The economic system produces the pie which makes moral justice possible; the market system produces more of it, by far, than any other. By producing the pie, the economic system necessarily produces the moral problem of just distribution as well. Distributive justice concerns apportionment of the pie—a problem raised, and all too circumscribed, but not decided by producing the pie. No economic system as such can yield the moral justification required for its “distributive justice.” Thus, no amount of production engendered by the incentives of the market could morally justify the income distribution linked to it. The incentives for production, which the market criteria for distribution of income create, are independent of distributive justice. In the words of Friedrich A. Hayek:
. . . [I]t is meaningless to describe the manner in which the market distributes the good things of this world among particular people as just or unjust. . . .1
Meaningless?
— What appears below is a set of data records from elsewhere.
impl RemoteStoreInner {
    fn syncer(&self) -> Option<Arc<dyn RemoteSyncer>> {
        lock(&self.syncer).as_ref().and_then(Weak::upgrade)
    }

    fn can_use_network(&self) -> bool {
        lock(&self.state).offline_causes.is_empty()
    }

    fn should_start_watch_stream(&self) -> bool {
        self.can_use_network()
            && !self.watch_stream.is_started()
            && !lock(&self.listen_targets).is_empty()
    }

    fn should_start_write_stream(&self) -> bool {
        let state = lock(&self.state);
        state.offline_causes.is_empty()
            && !self.write_stream.is_started()
            && !state.write_pipeline.is_empty()
    }

    fn can_add_to_write_pipeline(&self) -> bool {
        let state = lock(&self.state);
        state.offline_causes.is_empty() && state.write_pipeline.len() < self.max_pending_writes
    }

    async fn enable_network_internal(&self) {
        if !self.can_use_network() {
            return;
        }
        if let Some(syncer) = self.syncer() {
            match syncer.get_last_stream_token().await {
                Ok(token) => self.write_stream.set_last_stream_token(token),
                Err(err) => log::debug!("Failed to load the last stream token: {err}"),
            }
        }

        if self.should_start_watch_stream() {
            self.start_watch_stream();
        } else {
            self.online_state_tracker.set(OnlineState::Unknown);
        }
        self.fill_write_pipeline().await;
    }

    async fn disable_network_internal(&self) {
        self.write_stream.stop().await;
        self.watch_stream.stop().await;

        let dropped = {
            let mut state = lock(&self.state);
            let dropped = state.write_pipeline.len();
            state.write_pipeline.clear();
            dropped
        };
        if dropped > 0 {
            log::debug!("Stopping write stream with {dropped} pending writes");
        }
        self.clean_up_watch_stream_state();
    }

    fn clean_up_watch_stream_state(&self) {
        lock(&self.state).aggregator = None;
    }

    fn start_watch_stream(&self) {
        let provider = Arc::new(ListenTargetMetadata {
            store: self.this.clone(),
        });
        lock(&self.state).aggregator = Some(WatchChangeAggregator::new(provider));
        self.watch_stream.start();
        self.online_state_tracker.handle_watch_stream_start();
    }

    async fn send_watch_request(&self, target_data: TargetData) {
        let target_id = target_data.target_id;
        if let Some(aggregator) = lock(&self.state).aggregator.as_mut() {
            aggregator.record_pending_target_request(target_id);
        }

        let resuming = !target_data.resume_token.is_empty()
            || target_data.snapshot_version > SnapshotVersion::min();
        let target_data = match self.syncer() {
            Some(syncer) if resuming => {
                let expected = syncer.get_remote_keys_for_target(target_id).len();
                target_data.with_expected_count(expected)
            }
            _ => target_data,
        };
        self.watch_stream.watch(&target_data).await;
    }

    async fn send_unwatch_request(&self, target_id: TargetId) {
        if let Some(aggregator) = lock(&self.state).aggregator.as_mut() {
            aggregator.record_pending_target_request(target_id);
        }
        self.watch_stream.unwatch(target_id).await;
    }

    async fn handle_watch_change(&self, change: WatchChange, snapshot_version: SnapshotVersion) {
        // Any message proves the backend is reachable.
        self.online_state_tracker.set(OnlineState::Online);

        if let WatchChange::TargetChange(target_change) = &change {
            if target_change.state == TargetChangeState::Removed && target_change.cause.is_some() {
                if let Err(err) = self.handle_target_error(target_change).await {
                    self.disable_network_until_recovery(
                        err,
                        RecoveryOp::HandleTargetError(target_change.clone()),
                    )
                    .await;
                }
                return;
            }
        }

        {
            let mut state = lock(&self.state);
            let Some(aggregator) = state.aggregator.as_mut() else {
                return;
            };
            match change {
                WatchChange::DocumentChange(document_change) => {
                    aggregator.handle_document_change(document_change)
                }
                WatchChange::ExistenceFilter(filter) => aggregator.handle_existence_filter(filter),
                WatchChange::TargetChange(target_change) => {
                    aggregator.handle_target_change(&target_change)
                }
            }
        }

        if snapshot_version.is_min() {
            return;
        }
        if let Err(err) = self.raise_if_newer(snapshot_version).await {
            self.disable_network_until_recovery(err, RecoveryOp::RaiseWatchSnapshot(snapshot_version))
                .await;
        }
    }

    async fn raise_if_newer(&self, snapshot_version: SnapshotVersion) -> FirestoreResult<()> {
        let Some(syncer) = self.syncer() else {
            return Ok(());
        };
        let last_remote_version = syncer.get_last_remote_snapshot_version().await?;
        if snapshot_version >= last_remote_version {
            // Older versions come from a stream replaying changes the local
            // store has already seen.
            self.raise_watch_snapshot(snapshot_version).await?;
        }
        Ok(())
    }

    /// Turns everything aggregated so far into a remote event and hands it
    /// to the syncer.
    async fn raise_watch_snapshot(&self, snapshot_version: SnapshotVersion) -> FirestoreResult<()> {
        debug_assert!(!snapshot_version.is_min(), "cannot raise a snapshot at version 0");
        let event = {
            let mut state = lock(&self.state);
            let Some(aggregator) = state.aggregator.as_mut() else {
                return Ok(());
            };
            aggregator.create_remote_event(snapshot_version)
        };

        let relisten = {
            let mut targets = lock(&self.listen_targets);
            for (target_id, change) in &event.target_changes {
                if change.resume_token.is_empty() {
                    continue;
                }
                if let Some(target_data) = targets.get_mut(target_id) {
                    *target_data =
                        target_data.with_resume_token(change.resume_token.clone(), snapshot_version);
                }
            }

            let mut relisten = Vec::new();
            for target_id in &event.target_mismatches {
                let Some(target_data) = targets.get_mut(target_id) else {
                    continue;
                };
                // Clear the token so the re-listen returns the full result
                // set instead of a delta.
                *target_data =
                    target_data.with_resume_token(Vec::new(), target_data.snapshot_version);
                relisten.push(TargetData::new(
                    target_data.target.clone(),
                    *target_id,
                    TargetPurpose::ExistenceFilterMismatch,
                    target_data.sequence_number,
                ));
            }
            relisten
        };
        for request in relisten {
            self.send_unwatch_request(request.target_id).await;
            self.send_watch_request(request).await;
        }

        match self.syncer() {
            Some(syncer) => syncer.apply_remote_event(event).await,
            None => Ok(()),
        }
    }

    async fn handle_target_error(&self, change: &WatchTargetChange) -> FirestoreResult<()> {
        let Some(error) = change.cause.clone() else {
            return Ok(());
        };
        for target_id in &change.target_ids {
            if !lock(&self.listen_targets).contains_key(target_id) {
                continue;
            }
            if let Some(syncer) = self.syncer() {
                syncer.reject_listen(*target_id, error.clone()).await?;
            }
            lock(&self.listen_targets).remove(target_id);
            if let Some(aggregator) = lock(&self.state).aggregator.as_mut() {
                aggregator.remove_target(*target_id);
            }
        }
        Ok(())
    }

    /// Takes the network down after a local storage failure and retries
    /// `op` with backoff until storage works again.
    async fn disable_network_until_recovery(&self, error: FirestoreError, op: RecoveryOp) {
        if !error.is_storage_transaction_failure() {
            log::error!("Unexpected error in the remote store: {error}");
            return;
        }
        log::debug!("Disabling network until storage recovers: {error}");
        lock(&self.state)
            .offline_causes
            .insert(OfflineCause::StorageFailed);
        self.disable_network_internal().await;
        self.online_state_tracker.set(OnlineState::Offline);

        let this = self.this.clone();
        self.queue.enqueue_retryable(move || {
            let this = this.clone();
            let op = op.clone();
            box_remote_store_future(async move {
                match this.upgrade() {
                    Some(store) => store.recover(op).await,
                    None => Ok(()),
                }
            })
        });
    }

    fn recover(self: Arc<Self>, op: RecoveryOp) -> RemoteStoreFuture<'static, FirestoreResult<()>> {
        box_remote_store_future(async move {
            match op {
                RecoveryOp::LastRemoteSnapshotVersion => {
                    if let Some(syncer) = self.syncer() {
                        syncer.get_last_remote_snapshot_version().await?;
                    }
                }
                RecoveryOp::RaiseWatchSnapshot(version) => self.raise_watch_snapshot(version).await?,
                RecoveryOp::HandleTargetError(change) => self.handle_target_error(&change).await?,
            }
            lock(&self.state)
                .offline_causes
                .remove(&OfflineCause::StorageFailed);
            self.enable_network_internal().await;
            Ok(())
        })
    }

    async fn fill_write_pipeline(&self) {
        let mut last_batch_id = lock(&self.state)
            .write_pipeline
            .back()
            .map_or(BATCH_ID_UNKNOWN, |batch| batch.batch_id);

        while self.can_add_to_write_pipeline() {
            let Some(syncer) = self.syncer() else {
                break;
            };
            match syncer.next_mutation_batch(last_batch_id).await {
                Ok(Some(batch)) => {
                    last_batch_id = batch.batch_id;
                    self.add_to_write_pipeline(batch).await;
                }
                Ok(None) => {
                    if lock(&self.state).write_pipeline.is_empty() {
                        self.write_stream.mark_idle();
                    }
                    break;
                }
                Err(err) => {
                    self.disable_network_until_recovery(err, RecoveryOp::LastRemoteSnapshotVersion)
                        .await;
                    break;
                }
            }
        }

        if self.should_start_write_stream() {
            self.write_stream.start();
        }
    }

    async fn add_to_write_pipeline(&self, batch: MutationBatch) {
        let mutations = batch.mutations.clone();
        lock(&self.state).write_pipeline.push_back(batch);
        if self.write_stream.is_open() && self.write_stream.handshake_complete() {
            self.write_stream.write_mutations(&mutations).await;
        }
    }

    async fn handle_mutation_result(
        &self,
        commit_version: SnapshotVersion,
        results: Vec<MutationResult>,
    ) {
        let Some(batch) = lock(&self.state).write_pipeline.pop_front() else {
            log::warn!("Got a write acknowledgement with an empty write pipeline");
            return;
        };
        let batch_id = batch.batch_id;
        let result = match MutationBatchResult::from(
            batch,
            commit_version,
            results,
            self.write_stream.last_stream_token(),
        ) {
            Ok(result) => result,
            Err(err) => {
                log::error!("Rejecting batch {batch_id} after a malformed write acknowledgement: {err}");
                if let Some(syncer) = self.syncer() {
                    if let Err(err) = syncer.reject_failed_write(batch_id, err).await {
                        self.disable_network_until_recovery(err, RecoveryOp::LastRemoteSnapshotVersion)
                            .await;
                    }
                }
                self.fill_write_pipeline().await;
                return;
            }
        };
        if let Some(syncer) = self.syncer() {
            if let Err(err) = syncer.apply_successful_write(result).await {
                self.disable_network_until_recovery(err, RecoveryOp::LastRemoteSnapshotVersion)
                    .await;
            }
        }
        self.fill_write_pipeline().await;
    }

    async fn handle_handshake_error(&self, error: FirestoreError) {
        // Only permanent failures mean the token itself is bad; anything
        // else is retried with the same token.
        if !is_permanent_error(error.code) {
            return;
        }
        log::debug!("RemoteStore error before completed handshake; resetting stream token: {error}");
        self.write_stream.set_last_stream_token(Vec::new());
        let Some(syncer) = self.syncer() else {
            return;
        };
        if let Err(err) = syncer.set_last_stream_token(Vec::new()).await {
            if err.is_primary_lease_lost() {
                log::debug!("Unexpectedly lost primary lease");
            } else {
                self.disable_network_until_recovery(err, RecoveryOp::LastRemoteSnapshotVersion)
                    .await;
            }
        }
    }

    async fn handle_write_error(&self, error: FirestoreError) {
        if !is_permanent_write_error(error.code) {
            return;
        }
        // The write at the head of the pipeline is the one the backend
        // rejected; drop it and carry on with the rest.
        let Some(batch) = lock(&self.state).write_pipeline.pop_front() else {
            return;
        };
        self.write_stream.inhibit_backoff();
        if let Some(syncer) = self.syncer() {
            if let Err(err) = syncer.reject_failed_write(batch.batch_id, error).await {
                self.disable_network_until_recovery(err, RecoveryOp::LastRemoteSnapshotVersion)
                    .await;
            }
        }
        self.fill_write_pipeline().await;
    }
}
Not quite. Irrelevant, yes. For the market provides incentives, not moral justice. These two are not the same (pace John Bates Clark, or Ayn Rand) unless the production of market value, economic merit, is simply defined as moral merit. Such a definition confuses the historical de facto (if you please, natural) conditions of generation—or of legal entitlement, or appropriation, or of actual possession—with their justification; it identifies what is to be justified with its moral justification. Even if historical conditions were shown to be not only advantageous, but also unavoidable they would not, therefore, become just. But history, though never avoided, is never unavoidable.
Whatever independent definition of “moral desert” is chosen, it is certainly not to be identified with “economic desert”; wherefore, the morally and the economically justified distribution may differ as well as coincide. A sexymovie actress, a shrewd promoter, a successful manager, or advertising man, or inventor, or oil discoverer are not morally superior to a faithful nurse or worker, to a courageous lifesaver or veteran, to a needy child, a great poet or philosopher. The former may earn much more for good enough economic reasons (what they offer has more market value), but not because they are regarded as morally more deserving than the latter who are less well paid. To argue otherwise, to regard the movie actress as necessarily more deserving than the nurse, is to identify the market value of the two activities with their moral value, or with that of the two persons. This identification of moral and economic desert does not express what ordinary people, or, for that matter, philosophers, mean by either.
It is because they do not identify moral and economic value that people wish to link them. For the fact that on the market the services of the morally less deserving can be more valuable economically than those of the more deserving, outrages the sense of justice—although the very people outraged by it bring this result about by their willingness to pay more for the economically more valuable services; which is why those who render them get more, regardless of their moral desert. But people also want to change this result to make it reflect their sense of justice, at least in some degree.
Yet if only for the sake of efficiency, rewards must be distributed according to the market value of services. Critics, who have conflated their warranted moral objections to the moral injustice (better, the non-justice) of the market with objections to its efficiency in calling forth production, are surely wrong. A look at the alternatives is altogether persuasive here. Further, the socialist systems which aim directly at justice have not been notable so far for achieving more of it than market systems; and they certainly grant less, if any, freedom; they are also less efficient by far.2
If resources are to be allocated to produce the total output valued most highly by the allocators (in a free market, ultimately, consumers) and if production is to be maximized, inequalities of income, status, and power are unavoidable. Work must be rewarded by income, and the incomes earned by each worker must depend on how much work he does, on his skill, and on the value placed on it. Ability, skill, the inclination, and the opportunity to work differ, as does the economic value of the work done, and, therefore, the reward. Market value depends on scarcity, on how much is available relative to demand. Scarcities differ.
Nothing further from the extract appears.